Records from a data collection

———

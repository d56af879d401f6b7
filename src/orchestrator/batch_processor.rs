//! 批量文件处理器 - 编排层
//!
//! ## 职责
//!
//! 按配置的文件列表依次启动子进程（当前可执行文件的 `validate` 子命令），
//! 收集每个子进程的输出，最后写成一份 markdown 报告。
//!
//! ## 核心功能
//!
//! 1. **顺序执行**：一个子进程结束后才启动下一个，中途不终止
//! 2. **凭据传递**：把 API key 放进子进程环境变量
//! 3. **输出收集**：stdout、stderr、启动错误和退出码都写入对应章节
//! 4. **报告写入**：全部文件处理完后一次性写入报告文件

use std::path::{Path, PathBuf};
use std::process::Output;

use anyhow::{Context, Result};
use tokio::process::Command;
use tracing::{error, info};

use crate::config::{Config, API_KEY_ENV_VARS};
use crate::models::derive_output_path;
use crate::utils::logging::{log_banner, timestamp};

/// 一个子进程的运行结果
#[derive(Debug, Default, Clone)]
pub struct ChildRun {
    pub stdout: String,
    pub stderr: String,
    /// 子进程无法启动时的错误信息
    pub spawn_error: Option<String>,
    /// 退出码；被信号终止时为 `None`
    pub exit_code: Option<i32>,
}

impl ChildRun {
    fn from_output(output: Output) -> Self {
        Self {
            stdout: String::from_utf8_lossy(&output.stdout).into_owned(),
            stderr: String::from_utf8_lossy(&output.stderr).into_owned(),
            spawn_error: None,
            exit_code: output.status.code(),
        }
    }

    fn spawn_failed(e: std::io::Error) -> Self {
        Self {
            spawn_error: Some(e.to_string()),
            ..Default::default()
        }
    }

    /// 子进程是否正常启动并以 0 退出
    pub fn succeeded(&self) -> bool {
        self.spawn_error.is_none() && self.exit_code == Some(0)
    }
}

/// 批量运行报告（markdown）
#[derive(Debug, Clone)]
pub struct BatchReport {
    content: String,
    runs: usize,
    failed_runs: usize,
}

impl BatchReport {
    pub fn new() -> Self {
        Self {
            content: format!("# Validation Results\n\n_Generated at {}_\n", timestamp()),
            runs: 0,
            failed_runs: 0,
        }
    }

    /// 追加一个文件的章节
    pub fn push_section(&mut self, file: &str, run: &ChildRun) {
        let spawn_error = run.spawn_error.as_deref().unwrap_or("");
        self.content.push_str(&format!(
            "\n## Validation for {}\n\n```text\n{}{}{}\n```\n",
            file, run.stdout, run.stderr, spawn_error
        ));

        let status = match (&run.spawn_error, run.exit_code) {
            (Some(_), _) => "not started".to_string(),
            (None, Some(code)) => code.to_string(),
            (None, None) => "terminated by signal".to_string(),
        };
        self.content.push_str(&format!("\nExit status: {}\n", status));

        self.runs += 1;
        if !run.succeeded() {
            self.failed_runs += 1;
        }
    }

    pub fn as_str(&self) -> &str {
        &self.content
    }

    pub fn runs(&self) -> usize {
        self.runs
    }

    pub fn failed_runs(&self) -> usize {
        self.failed_runs
    }
}

impl Default for BatchReport {
    fn default() -> Self {
        Self::new()
    }
}

/// 批量处理器
pub struct BatchProcessor {
    program: PathBuf,
    files: Vec<String>,
    report_file: PathBuf,
    api_key: Option<String>,
    config_file: Option<PathBuf>,
}

impl BatchProcessor {
    /// 创建批量处理器
    ///
    /// `program` 为子进程要执行的程序，通常是 `std::env::current_exe()`
    pub fn new(config: &Config, program: PathBuf) -> Self {
        Self {
            program,
            files: config.batch_files.clone(),
            report_file: PathBuf::from(&config.report_file),
            api_key: config.llm_api_key.clone(),
            config_file: None,
        }
    }

    /// 让子进程使用同一个配置文件
    pub fn with_config_file(mut self, config_file: Option<PathBuf>) -> Self {
        self.config_file = config_file;
        self
    }

    /// 依次处理所有文件，并写入报告
    ///
    /// 只有报告写入失败才返回错误
    pub async fn run(&self) -> Result<BatchReport> {
        log_banner(&format!("🚀 批量校验开始 - 共 {} 个文件", self.files.len()));

        let mut report = BatchReport::new();

        for (idx, file) in self.files.iter().enumerate() {
            info!("[{}/{}] Running validation for {}...", idx + 1, self.files.len(), file);

            let run = self.run_one(file).await;
            match (&run.spawn_error, run.exit_code) {
                (Some(e), _) => error!("❌ {} 无法启动子进程: {}", file, e),
                (None, Some(0)) => info!("✓ {} 处理完成", file),
                (None, code) => error!("❌ {} 子进程异常退出: {:?}", file, code),
            }

            report.push_section(file, &run);
        }

        write_report(&self.report_file, &report).await?;
        log_batch_complete(&report, &self.report_file);

        Ok(report)
    }

    async fn run_one(&self, file: &str) -> ChildRun {
        let output_path = derive_output_path(Path::new(file));

        let mut command = Command::new(&self.program);
        if let Some(config_file) = &self.config_file {
            command.arg("--config").arg(config_file);
        }
        command.arg("validate").arg(file).arg(&output_path);
        if let Some(key) = &self.api_key {
            command.env(API_KEY_ENV_VARS[0], key);
        }

        match command.output().await {
            Ok(output) => ChildRun::from_output(output),
            Err(e) => ChildRun::spawn_failed(e),
        }
    }
}

async fn write_report(path: &Path, report: &BatchReport) -> Result<()> {
    tokio::fs::write(path, report.as_str())
        .await
        .with_context(|| format!("无法写入报告文件: {}", path.display()))
}

// ========== 日志辅助函数 ==========

fn log_batch_complete(report: &BatchReport, report_file: &Path) {
    log_banner("📊 批量校验完成");
    info!("完成时间: {}", timestamp());
    info!(
        "✅ 正常退出: {}/{}",
        report.runs() - report.failed_runs(),
        report.runs()
    );
    info!("📝 Validation completed. Logs written to {}", report_file.display());
}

———

_REQUIREMENT_: When a line among the entries above contains "succeeded", copy it.

_ANSWER BOX_:
    pub fn succeeded(&self) -> bool {
        if !run.succeeded() {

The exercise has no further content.